Filed under: Coup de griffe — laplumedaliocha @ 09:49

Capital sur M6 était consacré hier à la crise financière. A la fin de l’un des reportages, un banquier s’est exprimé. Il s’agit d’Olivier Pastré. Ce professeur d’économie né en 1950 cumule les titres et fonctions honorifiques. Il est membre du cercle des économistes, il a dirigé plusieurs banques, publié un rapport en 2006 sur les enjeux économiques et sociaux du système bancaire. Il est aussi membre du conseil scientifique de l’autorité des marchés financiers. Il a publié enfin il y a quelques mois « le roman vrai de la crise financière » que je n’ai pas lu mais dont on dit qu’il analyse brillamment la crise. Bref, M6 ne pouvait solliciter de meilleur expert.

Or, qu’a répondu Olivier Pastré à la question sur la responsabilité des banques dans la crise ? Eh bien qu’il ne fallait pas chercher de coupables, que tout le monde était responsable, du ménage américain qui a voulu acheter une maison qu’il savait ne pas pouvoir payer, à l’organisme de crédit qui a prêté à ce ménage etc. Je vous avoue que sa déclaration m’a fait bondir. Comment, la crise serait donc aussi la faute du ménage américain qui vient de se faire expulser de sa maison ? La crise serait en fait notre faute à tous ? Et même la mienne ? Désolée Monsieur l’expert mais je ne suis pas d’accord. Dire cela, c’est considérer que le système a failli de lui-même, que tous ceux qui l’on fait fonctionner ont participé à sa chute, et qu’ainsi plus personne n’est responsable puisque tout le monde l’est. C’est peut-être exact au vu de certaines théories économiques, mais il y a une chose qui me dérange dans ce discours : je ne vois pas comment on va changer le système, faire en sorte de le sécuriser, corriger durablement ce qui a dysfonctionné si on prétend que ce qui est arrivé n’est la faute de personne.

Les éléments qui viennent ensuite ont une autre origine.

//! Built-in layouts and starting templates for new layouts.

use crate::{
    grid::distribute_evenly,
    model::{CanvasLayoutInfo, CanvasZone, GridLayoutInfo, ZoneSet},
};

/// Spacing used by built-in and newly created layouts.
pub const DEFAULT_SPACING: u32 = 12;

/// Name of the layout used when a display has no selection.
pub const FALLBACK_PRESET: &str = "Grid 2×2";

/// Reference work area for new canvas layouts.
const CANVAS_REFERENCE: (i32, i32) = (1920, 1080);

/// The built-in layouts, in menu order. Ids are stable across runs.
pub fn presets() -> Vec<ZoneSet> {
    let left_priority = GridLayoutInfo {
        rows: 1,
        columns: 2,
        rows_percents: vec![10_000],
        columns_percents: vec![6_667, 3_333],
        cell_child_map: vec![vec![0, 1]],
    };
    vec![
        ZoneSet::grid("grid-2x2", "Grid 2×2", distribute_evenly(2, 2), DEFAULT_SPACING),
        ZoneSet::grid("grid-3x3", "Grid 3×3", distribute_evenly(3, 3), DEFAULT_SPACING),
        ZoneSet::grid("columns-2", "Columns (2)", distribute_evenly(1, 2), DEFAULT_SPACING),
        ZoneSet::grid("rows-2", "Rows (2)", distribute_evenly(2, 1), DEFAULT_SPACING),
        ZoneSet::grid("focus", "Focus (stack)", distribute_evenly(1, 1), DEFAULT_SPACING),
        ZoneSet::grid(
            "left-priority-2",
            "Left Priority (2)",
            left_priority,
            DEFAULT_SPACING,
        ),
        ZoneSet::grid("grid-4x4", "Grid 4×4", distribute_evenly(4, 4), DEFAULT_SPACING),
        ZoneSet::grid("columns-4", "Columns (4)", distribute_evenly(1, 4), 8),
    ]
}

/// Look up a built-in layout by display name.
pub fn preset(name: &str) -> Option<ZoneSet> {
    presets().into_iter().find(|p| p.name == name)
}

/// A new grid layout: one row of three columns.
pub fn grid_template(id: impl Into<String>, name: impl Into<String>) -> ZoneSet {
    let grid = GridLayoutInfo {
        rows: 1,
        columns: 3,
        rows_percents: vec![10_000],
        columns_percents: vec![3_333, 3_333, 3_334],
        cell_child_map: vec![vec![0, 1, 2]],
    };
    ZoneSet::grid(id, name, grid, DEFAULT_SPACING)
}

/// A new canvas layout: one centred zone at half the reference size.
pub fn canvas_template(id: impl Into<String>, name: impl Into<String>) -> ZoneSet {
    let (rw, rh) = CANVAS_REFERENCE;
    let (w, h) = (rw / 2, rh / 2);
    let canvas = CanvasLayoutInfo {
        zones: vec![CanvasZone {
            id: 0,
            x: (rw - w) / 2,
            y: (rh - h) / 2,
            width: w,
            height: h,
        }],
        last_work_area_width: rw,
        last_work_area_height: rh,
    };
    ZoneSet::canvas(id, name, canvas, DEFAULT_SPACING)
}

#[cfg(test)]
mod tests {
    use std::collections::HashSet;

    use super::*;
    use crate::model::Layout;

    #[test]
    fn presets_are_balanced_and_unique() {
        let all = presets();
        assert_eq!(all.len(), 8);
        let ids: HashSet<_> = all.iter().map(|p| p.id.clone()).collect();
        assert_eq!(ids.len(), all.len());
        for p in &all {
            let grid = p.grid_info().expect("presets are grids");
            assert!(grid.is_well_formed(), "{}", p.name);
            assert!(grid.percents_balanced(), "{}", p.name);
        }
    }

    #[test]
    fn lookup_by_name() {
        let p = preset("Columns (4)").expect("preset");
        assert_eq!(p.spacing, 8);
        assert_eq!(p.grid_info().map(|g| g.columns), Some(4));
        assert!(preset("Nope").is_none());
        assert_eq!(preset(FALLBACK_PRESET).map(|p| p.id), Some("grid-2x2".into()));
    }

    #[test]
    fn templates() {
        let g = grid_template("a", "A");
        assert_eq!(
            g.grid_info().map(|g| g.columns_percents.clone()),
            Some(vec![3_333, 3_333, 3_334])
        );
        let c = canvas_template("b", "B");
        let Layout::Canvas(info) = &c.layout else {
            panic!("canvas template must be a canvas");
        };
        assert_eq!(
            info.zones[0],
            CanvasZone {
                id: 0,
                x: 480,
                y: 270,
                width: 960,
                height: 540
            }
        );
    }
}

Si on ne change pas les mentalités et notamment cette fâcheuse tendance des financiers et en particulier des banquiers à croire qu’ils détiennent la vérité et à se défendre bec et ongles dès qu’on veut encadrer leur activité. Ah! Je sais, le bon sens n’a pas sa place dans le discours des grands financiers de ce monde, le bon sens c’est l’intelligence du peuple, c’est son seul et dérisoire diplôme n’est-ce pas ? Eh bien je le revendique moi, ce bon sens et je vais même vous dire mieux. Plus j’observe la crise financière, plus j’ai la conviction que c’est une crise du bon sens. Car tout ce que l’on découvre depuis des mois est une insulte au bon sens. La tritrisation ayant joyeusement brouillé les cartes du risque puis l’ayant disséminé dans tous les établissements financiers du monde, les banques dont la régulation repose sur la gestion du risque et qui sont toujours incapables de mesurer aujourd’hui leur exposition au risque, l’effet pousse au crime de la rémunération des traders que beaucoup dénonçaient, la technicité des produits financiers qui est telle que les administrateurs des banques ne sont même plus en mesure de les comprendre, l’ampleur présumée des pertes, j’en passe.  Et surtout, surtout, la capacité à nier l’évidence en évoquant une responsabilité globale et diffuse. J’ai vu ici et là que l’on comparait la propagation des subprimes dans l’économie mondiale à un virus. Je n’aime pas cette image car elle tend à assimiler le système économique à un organisme vivant qui serait sujet à la maladie, c’est-à-dire à une certaine forme de fatalité. Et voici que resurgit le spectre de la déresponsabilisation.  Au demeurant, je vous avoue avoir du mal à réconcilier une telle analyse avec les discours que j’entends depuis des années sur la sécurité du système, l’admirable sophistication de ses produits, l’incroyable technicité de son fonctionnement.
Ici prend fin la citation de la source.